Canada’s Oil, the World’s Carbon>
Canada’s Oil, the World’s Carbon
Editorial, New York Times, 7/29/2012, original
Last month, the State Department formally invited public comment on the issues it should consider in a new environmental assessment of the Keystone XL, a 1,200-mile pipeline that would connect the Alberta oil sands to an existing pipeline in Nebraska. The review process was triggered when TransCanada filed a new pipeline application after its first proposal was rejected by President Obama in January. The department’s first environmental assessment was grossly inadequate, one of the main reasons President Obama rejected the proposal.

The department is trying to do a better job this time. It will almost certainly ask all the right questions about the impact of the pipeline on the United States — what it means for our soil, our water, our species, our cultural resources and our jobs. What is less certain is whether it will ask an essential global question that transcends borders: What is the pipeline’s likely effect on the climate?

The answer to that question may not determine the State Department’s recommendation about whether the pipeline should be built, or Mr. Obama’s decision if he is re-elected (Mitt Romney has already said he would approve the pipeline if he wins). Nor will America’s decision stop Canada’s development of the tar sands, or the sale of its oil elsewhere in the world.

But the climate question must be addressed, if only to give a full accounting of the range of consequences of developing the tar sands, an effort in which the United States will be complicit if it allows the pipeline. That includes the effect of destroying 740,000 acres of boreal forest (a vital sink for greenhouse gases); the carbon dioxide and other greenhouse gases emitted in extracting the oil from the tar sands (a highly energy-intensive process); and the gases emitted by burning the oil.

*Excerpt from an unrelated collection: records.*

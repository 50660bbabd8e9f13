//! Status enums for commerce entities.

use serde::{Deserialize, Serialize};

/// Product stock status.
///
/// Unknown upstream values deserialize to [`StockStatus::OutOfStock`] so a
/// product is never offered for sale on the strength of an unrecognized
/// flag.
#[derive(Debug, Clone, Copy, PartialEq, Eq, Hash, Serialize, Deserialize, Default)]
#[serde(rename_all = "lowercase")]
pub enum StockStatus {
    #[default]
    InStock,
    OnBackorder,
    #[serde(other)]
    OutOfStock,
}

impl StockStatus {
    /// Parse an upstream stock status string.
    #[must_use]
    pub fn from_wire(value: &str) -> Self {
        match value {
            "instock" => Self::InStock,
            "onbackorder" => Self::OnBackorder,
            _ => Self::OutOfStock,
        }
    }

    /// Whether the item can currently be added to a cart.
    #[must_use]
    pub const fn is_purchasable(&self) -> bool {
        matches!(self, Self::InStock | Self::OnBackorder)
    }
}

/// Order status as tracked by the commerce platform.
#[derive(Debug, Clone, Copy, PartialEq, Eq, Hash, Serialize, Deserialize, Default)]
#[serde(rename_all = "kebab-case")]
pub enum OrderStatus {
    #[default]
    Pending,
    Processing,
    OnHold,
    Completed,
    Cancelled,
    Refunded,
    Failed,
    Trash,
}

impl OrderStatus {
    /// Wire name (`"on-hold"`).
    #[must_use]
    pub const fn as_str(&self) -> &'static str {
        match self {
            Self::Pending => "pending",
            Self::Processing => "processing",
            Self::OnHold => "on-hold",
            Self::Completed => "completed",
            Self::Cancelled => "cancelled",
            Self::Refunded => "refunded",
            Self::Failed => "failed",
            Self::Trash => "trash",
        }
    }
}

impl std::fmt::Display for OrderStatus {
    fn fmt(&self, f: &mut std::fmt::Formatter<'_>) -> std::fmt::Result {
        f.write_str(self.as_str())
    }
}

impl std::str::FromStr for OrderStatus {
    type Err = String;

    fn from_str(s: &str) -> Result<Self, Self::Err> {
        match s {
            "pending" => Ok(Self::Pending),
            "processing" => Ok(Self::Processing),
            "on-hold" => Ok(Self::OnHold),
            "completed" => Ok(Self::Completed),
            "cancelled" => Ok(Self::Cancelled),
            "refunded" => Ok(Self::Refunded),
            "failed" => Ok(Self::Failed),
            "trash" => Ok(Self::Trash),
            other => Err(format!("unknown order status: {other}")),
        }
    }
}

#[cfg(test)]
#[allow(clippy::unwrap_used)]
mod tests {
    use super::*;

    #[test]
    fn test_stock_status_unknown_is_out_of_stock() {
        assert_eq!(StockStatus::from_wire("instock"), StockStatus::InStock);
        assert_eq!(StockStatus::from_wire("discontinued"), StockStatus::OutOfStock);
        let parsed: StockStatus = serde_json::from_str("\"preorder\"").unwrap();
        assert_eq!(parsed, StockStatus::OutOfStock);
    }

    #[test]
    fn test_stock_status_serde_wire_names() {
        for (wire, status) in [
            ("\"instock\"", StockStatus::InStock),
            ("\"onbackorder\"", StockStatus::OnBackorder),
            ("\"outofstock\"", StockStatus::OutOfStock),
            ("\"discontinued\"", StockStatus::OutOfStock),
        ] {
            assert_eq!(serde_json::from_str::<StockStatus>(wire).unwrap(), status);
        }
        assert_eq!(
            serde_json::to_string(&StockStatus::OnBackorder).unwrap(),
            "\"onbackorder\""
        );
    }

    #[test]
    fn test_order_status_round_trips_wire_name() {
        let status: OrderStatus = "on-hold".parse().unwrap();
        assert_eq!(status, OrderStatus::OnHold);
        assert_eq!(serde_json::to_string(&status).unwrap(), "\"on-hold\"");
        assert!("shipped".parse::<OrderStatus>().is_err());
    }
}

The point was reinforced this month when 10 leading climate scientists sent a letter to Hillary Rodham Clinton asking the State Department to consider how helping to open Canada’s tar sands would affect the planet’s climate. “The vast volumes of carbon in the tar sands ensure that they will play an important role in whether or not climate change gets out of hand,” the letter said. “Understanding the role this large-scale new pipeline will play in that process is clearly crucial.”

We hope, of course, that the State Department is rigorous in addressing all relevant questions: whether America needs this oil now or in the future; how many jobs the pipeline will actually provide. The department will also be asking about the danger of oil spills. But its report will be incomplete if it does not also consider what the oil flowing through the Keystone XL would spill into the skies — both now and in the future.